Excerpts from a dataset
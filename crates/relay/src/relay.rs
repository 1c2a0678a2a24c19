use crate::extract::{extract_folder, parse_payload};
use crate::{RelayConfig, Upstream};
use deckpick_core::{Deck, DeckError, DeckId, DeckSource, FolderId};
use serde_json::Value;
use tracing::{info, warn};

/// Stateless shape adapter between clients and the upstream site.
pub struct Relay<U> {
    upstream: U,
    config: RelayConfig,
}

impl<U: Upstream> Relay<U> {
    pub fn new(upstream: U, config: RelayConfig) -> Self {
        Self { upstream, config }
    }

    pub(crate) fn workers(&self) -> usize {
        self.config.workers.max(1)
    }

    /// Fetches the folder page and returns every deck on it, normalized but
    /// not filtered.
    pub fn fetch_folder(&self, folder: &FolderId) -> Result<Vec<Deck>, DeckError> {
        let url = self.config.folder_url(folder.as_str());
        let response = self.upstream.get(&url)?;
        if !response.is_success() {
            return Err(DeckError::upstream(
                Some(response.status),
                format!("folder {folder} returned HTTP {}", response.status),
            ));
        }
        let decks = extract_folder(&response.body).inspect_err(|err| {
            warn!(folder = %folder, kind = err.kind().id(), "folder extraction failed");
        })?;
        info!(folder = %folder, decks = decks.len(), "folder extracted");
        Ok(decks)
    }

    /// Upstream deck detail document, passed through once it parses as JSON.
    pub fn fetch_deck(&self, deck: &DeckId) -> Result<Value, DeckError> {
        let url = self.config.deck_api_url(&deck.path_segment());
        let response = self.upstream.get(&url)?;
        if !response.is_success() {
            return Err(DeckError::upstream(
                Some(response.status),
                format!("failed to fetch deck {deck}: HTTP {}", response.status),
            ));
        }
        parse_payload(&response.body)
    }
}

impl<U: Upstream> DeckSource for Relay<U> {
    fn fetch_folder(&self, folder: &FolderId) -> Result<Vec<Deck>, DeckError> {
        Relay::fetch_folder(self, folder)
    }
}
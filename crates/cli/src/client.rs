use deckpick_core::{Deck, DeckError, DeckId, DeckSource, ErrorBody, FolderId};
use reqwest::blocking::Client;
use serde::Deserialize;
use serde_json::Value;
use std::time::Duration;
use tracing::debug;

pub const DEFAULT_RELAY_URL: &str = "http://localhost:3000";

/// Longer than the relay's own upstream timeout so its answer gets through.
pub const CLIENT_TIMEOUT: Duration = Duration::from_secs(15);

#[derive(Debug, Deserialize)]
struct FolderEnvelope {
    decks: Vec<Deck>,
}

/// Talks to a running relay over HTTP. Relay errors are read back into the
/// same [`DeckError`] variant the relay reported.
#[derive(Debug, Clone)]
pub struct HttpRelayClient {
    base: String,
    client: Client,
}

impl HttpRelayClient {
    pub fn new(base: &str) -> anyhow::Result<Self> {
        let client = Client::builder().timeout(CLIENT_TIMEOUT).build()?;
        Ok(Self::with_client(base, client))
    }

    pub fn with_client(base: &str, client: Client) -> Self {
        Self {
            base: base.trim_end_matches('/').to_string(),
            client,
        }
    }

    pub fn base(&self) -> &str {
        &self.base
    }

    /// Raw upstream detail document for one deck.
    pub fn fetch_deck_detail(&self, deck: &DeckId) -> Result<Value, DeckError> {
        self.get_json(&format!("/api/decks/{}", deck.path_segment()))
    }

    fn get_json(&self, path: &str) -> Result<Value, DeckError> {
        let url = format!("{}{path}", self.base);
        debug!(url = %url, "relay request");
        let response = self
            .client
            .get(&url)
            .send()
            .map_err(|err| DeckError::upstream(None, format!("relay unreachable: {err}")))?;
        let status = response.status();
        let body = response
            .text()
            .map_err(|err| DeckError::upstream(None, format!("relay response cut off: {err}")))?;
        if status.is_success() {
            return serde_json::from_str(&body).map_err(|err| DeckError::MalformedPayload {
                message: err.to_string(),
                preview: body.chars().take(120).collect(),
            });
        }
        match serde_json::from_str::<ErrorBody>(&body) {
            Ok(error) => Err(error.detail),
            Err(_) => Err(DeckError::upstream(
                Some(status.as_u16()),
                format!("relay returned HTTP {}", status.as_u16()),
            )),
        }
    }
}

impl DeckSource for HttpRelayClient {
    fn fetch_folder(&self, folder: &FolderId) -> Result<Vec<Deck>, DeckError> {
        let body = self.get_json(&format!("/api/folders/{folder}"))?;
        let envelope: FolderEnvelope =
            serde_json::from_value(body).map_err(|err| DeckError::MalformedPayload {
                message: format!("folder response: {err}"),
                preview: String::new(),
            })?;
        Ok(envelope.decks)
    }
}
use crate::DeckError;
use serde_json::Value;

/// One known location of the deck array inside the embedded page data,
/// written as the sequence of object keys leading to it.
#[derive(Debug, Clone, Copy, PartialEq, Eq)]
pub struct DeckPath {
    pub keys: &'static [&'static str],
}

impl DeckPath {
    pub const fn new(keys: &'static [&'static str]) -> Self {
        Self { keys }
    }

    pub fn resolve<'a>(&self, root: &'a Value) -> Option<&'a Vec<Value>> {
        self.keys
            .iter()
            .try_fold(root, |node, key| node.get(*key))?
            .as_array()
    }

    pub fn dotted(&self) -> String {
        self.keys.join(".")
    }
}

/// Known deck array locations, tried in order. When upstream moves the list
/// again, append a new entry instead of editing an old one.
pub const DECK_PATHS: &[DeckPath] = &[
    DeckPath::new(&["props", "pageProps", "folder", "decks"]),
    DeckPath::new(&["props", "pageProps", "user", "decks"]),
    DeckPath::new(&["props", "pageProps", "redux", "folders", "rootFolder", "decks"]),
];

/// First path in `paths` that leads to an array.
pub fn resolve_deck_array<'a>(
    root: &'a Value,
    paths: &[DeckPath],
) -> Result<(DeckPath, &'a [Value]), DeckError> {
    paths
        .iter()
        .find_map(|path| path.resolve(root).map(|decks| (*path, decks.as_slice())))
        .ok_or_else(|| DeckError::SchemaMismatch {
            tried: paths.iter().map(DeckPath::dotted).collect(),
        })
}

*Required work:*
Give back the entries exactly, so that each line matches the original.

*Answer to the exercise:*
filename crates/relay/src/relay.rs
repository 1c2a0678a2a24c19
use crate::extract::{extract_folder, parse_payload};
use crate::{RelayConfig, Upstream};
use deckpick_core::{Deck, DeckError, DeckId, DeckSource, FolderId};
use serde_json::Value;
use tracing::{info, warn};

/// Stateless shape adapter between clients and the upstream site.
pub struct Relay<U> {
    upstream: U,
    config: RelayConfig,
}

impl<U: Upstream> Relay<U> {
    pub fn new(upstream: U, config: RelayConfig) -> Self {
        Self { upstream, config }
    }

    pub(crate) fn workers(&self) -> usize {
        self.config.workers.max(1)
    }

    /// Fetches the folder page and returns every deck on it, normalized but
    /// not filtered.
    pub fn fetch_folder(&self, folder: &FolderId) -> Result<Vec<Deck>, DeckError> {
        let url = self.config.folder_url(folder.as_str());
        let response = self.upstream.get(&url)?;
        if !response.is_success() {
            return Err(DeckError::upstream(
                Some(response.status),
                format!("folder {folder} returned HTTP {}", response.status),
            ));
        }
        let decks = extract_folder(&response.body).inspect_err(|err| {
            warn!(folder = %folder, kind = err.kind().id(), "folder extraction failed");
        })?;
        info!(folder = %folder, decks = decks.len(), "folder extracted");
        Ok(decks)
    }

    /// Upstream deck detail document, passed through once it parses as JSON.
    pub fn fetch_deck(&self, deck: &DeckId) -> Result<Value, DeckError> {
        let url = self.config.deck_api_url(&deck.path_segment());
        let response = self.upstream.get(&url)?;
        if !response.is_success() {
            return Err(DeckError::upstream(
                Some(response.status),
                format!("failed to fetch deck {deck}: HTTP {}", response.status),
            ));
        }
        parse_payload(&response.body)
    }
}

impl<U: Upstream> DeckSource for Relay<U> {
    fn fetch_folder(&self, folder: &FolderId) -> Result<Vec<Deck>, DeckError> {
        Relay::fetch_folder(self, folder)
    }
}
filename crates/cli/src/client.rs
use deckpick_core::{Deck, DeckError, DeckId, DeckSource, ErrorBody, FolderId};
use reqwest::blocking::Client;
use serde::Deserialize;
use serde_json::Value;
use std::time::Duration;
use tracing::debug;

pub const DEFAULT_RELAY_URL: &str = "http://localhost:3000";

/// Longer than the relay's own upstream timeout so its answer gets through.
pub const CLIENT_TIMEOUT: Duration = Duration::from_secs(15);

#[derive(Debug, Deserialize)]
struct FolderEnvelope {
    decks: Vec<Deck>,
}

/// Talks to a running relay over HTTP. Relay errors are read back into the
/// same [`DeckError`] variant the relay reported.
#[derive(Debug, Clone)]
pub struct HttpRelayClient {
    base: String,
    client: Client,
}

impl HttpRelayClient {
    pub fn new(base: &str) -> anyhow::Result<Self> {
        let client = Client::builder().timeout(CLIENT_TIMEOUT).build()?;
        Ok(Self::with_client(base, client))
    }

    pub fn with_client(base: &str, client: Client) -> Self {
        Self {
            base: base.trim_end_matches('/').to_string(),
            client,
        }
    }

    pub fn base(&self) -> &str {
        &self.base
    }

    /// Raw upstream detail document for one deck.
    pub fn fetch_deck_detail(&self, deck: &DeckId) -> Result<Value, DeckError> {
        self.get_json(&format!("/api/decks/{}", deck.path_segment()))
    }

    fn get_json(&self, path: &str) -> Result<Value, DeckError> {
        let url = format!("{}{path}", self.base);
        debug!(url = %url, "relay request");
        let response = self
            .client
            .get(&url)
            .send()
            .map_err(|err| DeckError::upstream(None, format!("relay unreachable: {err}")))?;
        let status = response.status();
        let body = response
            .text()
            .map_err(|err| DeckError::upstream(None, format!("relay response cut off: {err}")))?;
        if status.is_success() {
            return serde_json::from_str(&body).map_err(|err| DeckError::MalformedPayload {
                message: err.to_string(),
                preview: body.chars().take(120).collect(),
            });
        }
        match serde_json::from_str::<ErrorBody>(&body) {
            Ok(error) => Err(error.detail),
            Err(_) => Err(DeckError::upstream(
                Some(status.as_u16()),
                format!("relay returned HTTP {}", status.as_u16()),
            )),
        }
    }
}

impl DeckSource for HttpRelayClient {
    fn fetch_folder(&self, folder: &FolderId) -> Result<Vec<Deck>, DeckError> {
        let body = self.get_json(&format!("/api/folders/{folder}"))?;
        let envelope: FolderEnvelope =
            serde_json::from_value(body).map_err(|err| DeckError::MalformedPayload {
                message: format!("folder response: {err}"),
                preview: String::new(),
            })?;
        Ok(envelope.decks)
    }
}
use crate::DeckError;
use serde_json::Value;

/// One known location of the deck array inside the embedded page data,
/// written as the sequence of object keys leading to it.
#[derive(Debug, Clone, Copy, PartialEq, Eq)]
pub struct DeckPath {
    pub keys: &'static [&'static str],
}

impl DeckPath {
    pub const fn new(keys: &'static [&'static str]) -> Self {
        Self { keys }
    }

    pub fn resolve<'a>(&self, root: &'a Value) -> Option<&'a Vec<Value>> {
        self.keys
            .iter()
            .try_fold(root, |node, key| node.get(*key))?
            .as_array()
    }

    pub fn dotted(&self) -> String {
        self.keys.join(".")
    }
}

/// Known deck array locations, tried in order. When upstream moves the list
/// again, append a new entry instead of editing an old one.
pub const DECK_PATHS: &[DeckPath] = &[
    DeckPath::new(&["props", "pageProps", "folder", "decks"]),
    DeckPath::new(&["props", "pageProps", "user", "decks"]),
    DeckPath::new(&["props", "pageProps", "redux", "folders", "rootFolder", "decks"]),
];

/// First path in `paths` that leads to an array.
pub fn resolve_deck_array<'a>(
    root: &'a Value,
    paths: &[DeckPath],
) -> Result<(DeckPath, &'a [Value]), DeckError> {
    paths
        .iter()
        .find_map(|path| path.resolve(root).map(|decks| (*path, decks.as_slice())))
        .ok_or_else(|| DeckError::SchemaMismatch {
            tried: paths.iter().map(DeckPath::dotted).collect(),
        })
}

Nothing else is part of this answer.